> What needs to be done
From the line that holds "JsValue::from_str(&err.to_string())" to the last line of the data, copy everything exactly; leave out all the rest.

> Dataset
----------

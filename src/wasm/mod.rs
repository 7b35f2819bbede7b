//! WASM bindings for the paginator
//!
//! The host passes JavaScript callbacks for measurement and for the
//! per-page editing surface; results come back as JSON strings.

use std::cell::Cell;
use std::rc::Rc;

use js_sys::Function;
use serde::Serialize;
use wasm_bindgen::prelude::*;

use crate::{
    CaretPlacement, CaretPosition, EditingSurface, LayoutContext, LayoutProvider, MeasureError,
    MeasurementOracle, PageId, Paginator, ReflowOutcome, StyleContext, SurfaceEvent,
};

/// Initialize panic hook for better error messages
#[wasm_bindgen(start)]
pub fn init() {
    #[cfg(feature = "console_error_panic_hook")]
    console_error_panic_hook::set_once();
}

/// `measure(content, fontSize, lineHeight, contentWidth) -> height`
struct JsOracle {
    measure: Function,
}

impl MeasurementOracle for JsOracle {
    fn measure(&self, content: &str, style: &StyleContext) -> Result<f32, MeasureError> {
        let args = js_sys::Array::of4(
            &JsValue::from_str(content),
            &JsValue::from_f64(style.font_size as f64),
            &JsValue::from_f64(style.line_height as f64),
            &JsValue::from_f64(style.content_width as f64),
        );
        let value = self
            .measure
            .apply(&JsValue::NULL, &args)
            .map_err(|err| MeasureError::Failed(describe(&err)))?;

        match value.as_f64() {
            Some(height) if height.is_finite() && height >= 0.0 => Ok(height as f32),
            // hosts return null/NaN while the page is not in the DOM
            _ => Err(MeasureError::Detached(describe(&value))),
        }
    }
}

struct JsSurface {
    set_content: Function,
    set_focus: Function,
    page_removed: Option<Function>,
}

impl EditingSurface for JsSurface {
    fn set_content(&mut self, page_id: PageId, content: &str) {
        let result = self.set_content.call2(
            &JsValue::NULL,
            &page_id_value(page_id),
            &JsValue::from_str(content),
        );
        if let Err(err) = result {
            log::warn!("setContent({}) failed: {}", page_id, describe(&err));
        }
    }

    fn set_focus(&mut self, page_id: PageId, position: CaretPosition) {
        let position = match position {
            CaretPosition::Start => JsValue::from_str("start"),
            CaretPosition::End => JsValue::from_str("end"),
            CaretPosition::Offset(offset) => JsValue::from_f64(offset as f64),
        };
        if let Err(err) = self
            .set_focus
            .call2(&JsValue::NULL, &page_id_value(page_id), &position)
        {
            log::warn!("setFocus({}) failed: {}", page_id, describe(&err));
        }
    }

    fn page_removed(&mut self, page_id: PageId) {
        if let Some(callback) = &self.page_removed {
            if let Err(err) = callback.call1(&JsValue::NULL, &page_id_value(page_id)) {
                log::warn!("pageRemoved({}) failed: {}", page_id, describe(&err));
            }
        }
    }
}

/// Geometry shared between the bindings and the paginator
#[derive(Clone)]
struct SharedLayout(Rc<Cell<LayoutContext>>);

impl LayoutProvider for SharedLayout {
    fn layout_context(&self) -> LayoutContext {
        self.0.get()
    }
}

/// WASM-exposed paginator wrapper
#[wasm_bindgen]
pub struct WasmPaginator {
    inner: Paginator<JsOracle, JsSurface>,
    layout: SharedLayout,
}

#[wasm_bindgen]
impl WasmPaginator {
    /// Create a paginator over `initial` markup on A4 pages
    #[wasm_bindgen(constructor)]
    pub fn new(
        initial: &str,
        measure: Function,
        set_content: Function,
        set_focus: Function,
    ) -> Self {
        Self::build(initial, LayoutContext::a4(), measure, set_content, set_focus)
    }

    /// Create a paginator with a (partial) JSON layout context
    #[wasm_bindgen(js_name = withLayout)]
    pub fn with_layout(
        initial: &str,
        layout_json: &str,
        measure: Function,
        set_content: Function,
        set_focus: Function,
    ) -> Result<WasmPaginator, JsValue> {
        let layout = LayoutContext::from_json(layout_json).map_err(to_js_error)?;
        Ok(Self::build(initial, layout, measure, set_content, set_focus))
    }

    /// Called with the page id whenever a page leaves the document
    #[wasm_bindgen(js_name = onPageRemoved)]
    pub fn on_page_removed(&mut self, callback: Function) {
        self.inner.surface_mut().page_removed = Some(callback);
    }

    #[wasm_bindgen(js_name = contentChanged)]
    pub fn content_changed(&mut self, page_id: u64, content: String) -> String {
        self.dispatch(SurfaceEvent::ContentChanged {
            page_id: PageId(page_id),
            content,
        })
    }

    #[wasm_bindgen(js_name = backspaceAtStart)]
    pub fn backspace_at_start(&mut self, page_id: u64) -> String {
        self.dispatch(SurfaceEvent::BackspaceAtStart {
            page_id: PageId(page_id),
        })
    }

    #[wasm_bindgen(js_name = focusAcquired)]
    pub fn focus_acquired(&mut self, page_id: u64) -> String {
        self.dispatch(SurfaceEvent::FocusAcquired {
            page_id: PageId(page_id),
        })
    }

    /// Re-read geometry; pass a (partial) JSON layout to change it first.
    /// Its `fontSize` only applies until the first `fontSizeChanged`.
    #[wasm_bindgen(js_name = containerResized)]
    pub fn container_resized(&mut self, layout_json: Option<String>) -> Result<String, JsValue> {
        if let Some(json) = layout_json {
            let layout = LayoutContext::from_json(&json).map_err(to_js_error)?;
            self.layout.0.set(layout);
        }
        Ok(self.dispatch(SurfaceEvent::ContainerResized))
    }

    /// Later resizes keep this font size
    #[wasm_bindgen(js_name = fontSizeChanged)]
    pub fn font_size_changed(&mut self, font_size: f32) -> String {
        self.dispatch(SurfaceEvent::FontSizeChanged { font_size })
    }

    /// Dispatch a JSON-encoded surface event
    #[wasm_bindgen(js_name = handleEvent)]
    pub fn handle_event(&mut self, event_json: &str) -> Result<String, JsValue> {
        let event: SurfaceEvent = serde_json::from_str(event_json).map_err(to_js_error)?;
        Ok(self.dispatch(event))
    }

    /// Call from a timer: runs deferred relayouts and drops blank pages
    pub fn poll(&mut self) -> String {
        to_json(&OutcomeJs::from(&self.inner.poll()))
    }

    #[wasm_bindgen(js_name = cleanupEmptyPages)]
    pub fn cleanup_empty_pages(&mut self) -> String {
        to_json(&OutcomeJs::from(&self.inner.cleanup_empty_pages()))
    }

    #[wasm_bindgen(js_name = insertPageAfter)]
    pub fn insert_page_after(&mut self, page_id: u64, content: &str) -> String {
        to_json(&OutcomeJs::from(
            &self.inner.insert_page_after(PageId(page_id), content),
        ))
    }

    #[wasm_bindgen(js_name = removePage)]
    pub fn remove_page(&mut self, page_id: u64) -> String {
        to_json(&OutcomeJs::from(&self.inner.remove_page(PageId(page_id))))
    }

    /// Ordered `[{id, content}]` (returns JSON)
    #[wasm_bindgen(js_name = getPages)]
    pub fn get_pages(&self) -> String {
        to_json(&self.inner.snapshot())
    }

    #[wasm_bindgen(js_name = getActivePageId)]
    pub fn get_active_page_id(&self) -> u64 {
        self.inner.active_page_id().0
    }

    #[wasm_bindgen(js_name = getPageCount)]
    pub fn get_page_count(&self) -> usize {
        self.inner.pages().len()
    }

    #[wasm_bindgen(js_name = getDocumentContent)]
    pub fn get_document_content(&self) -> String {
        self.inner.document_content()
    }

    #[wasm_bindgen(js_name = getStats)]
    pub fn get_stats(&self) -> String {
        to_json(&self.inner.stats())
    }

    #[wasm_bindgen(js_name = getMaxLines)]
    pub fn get_max_lines(&self) -> usize {
        self.inner.max_lines()
    }

    #[wasm_bindgen(js_name = getLayout)]
    pub fn get_layout(&self) -> String {
        to_json(self.inner.layout())
    }

    #[wasm_bindgen(js_name = getState)]
    pub fn get_state(&self) -> String {
        to_json(&self.inner.state())
    }
}

impl WasmPaginator {
    fn build(
        initial: &str,
        layout: LayoutContext,
        measure: Function,
        set_content: Function,
        set_focus: Function,
    ) -> Self {
        let shared = SharedLayout(Rc::new(Cell::new(layout)));
        let surface = JsSurface {
            set_content,
            set_focus,
            page_removed: None,
        };
        let inner = Paginator::new(initial, JsOracle { measure }, surface, shared.clone());
        Self {
            inner,
            layout: shared,
        }
    }

    fn dispatch(&mut self, event: SurfaceEvent) -> String {
        to_json(&OutcomeJs::from(&self.inner.handle(event)))
    }
}

/// Serializable reflow outcome for JS
#[derive(Debug, Serialize)]
#[serde(rename_all = "camelCase")]
pub struct OutcomeJs {
    pub changed: Vec<u64>,
    pub created: Vec<u64>,
    pub removed: Vec<u64>,
    pub degraded: Vec<u64>,
    pub warnings: Vec<String>,
    pub caret: Option<CaretPlacement>,
    pub relayout_deferred: bool,
}

impl From<&ReflowOutcome> for OutcomeJs {
    fn from(outcome: &ReflowOutcome) -> Self {
        let ids = |ids: &[PageId]| ids.iter().map(|id| id.0).collect::<Vec<_>>();
        Self {
            changed: ids(&outcome.changed),
            created: ids(&outcome.created),
            removed: ids(&outcome.removed),
            degraded: ids(&outcome.degraded),
            warnings: outcome.warnings.iter().map(ToString::to_string).collect(),
            caret: outcome.caret,
            relayout_deferred: outcome.relayout_deferred,
        }
    }
}

fn page_id_value(page_id: PageId) -> JsValue {
    JsValue::from_f64(page_id.0 as f64)
}

fn describe(value: &JsValue) -> String {
    value.as_string().unwrap_or_else(|| format!("{:?}", value))
}

fn to_js_error(err: serde_json::Error) -> JsValue {
    JsValue::from_str(&err.to_string())
}

fn to_json<T: Serialize + ?Sized>(value: &T) -> String {
    serde_json::to_string(value).unwrap_or_else(|_| "null".to_string())
}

----------

> Task response
    JsValue::from_str(&err.to_string())
}

fn to_json<T: Serialize + ?Sized>(value: &T) -> String {
    serde_json::to_string(value).unwrap_or_else(|_| "null".to_string())
}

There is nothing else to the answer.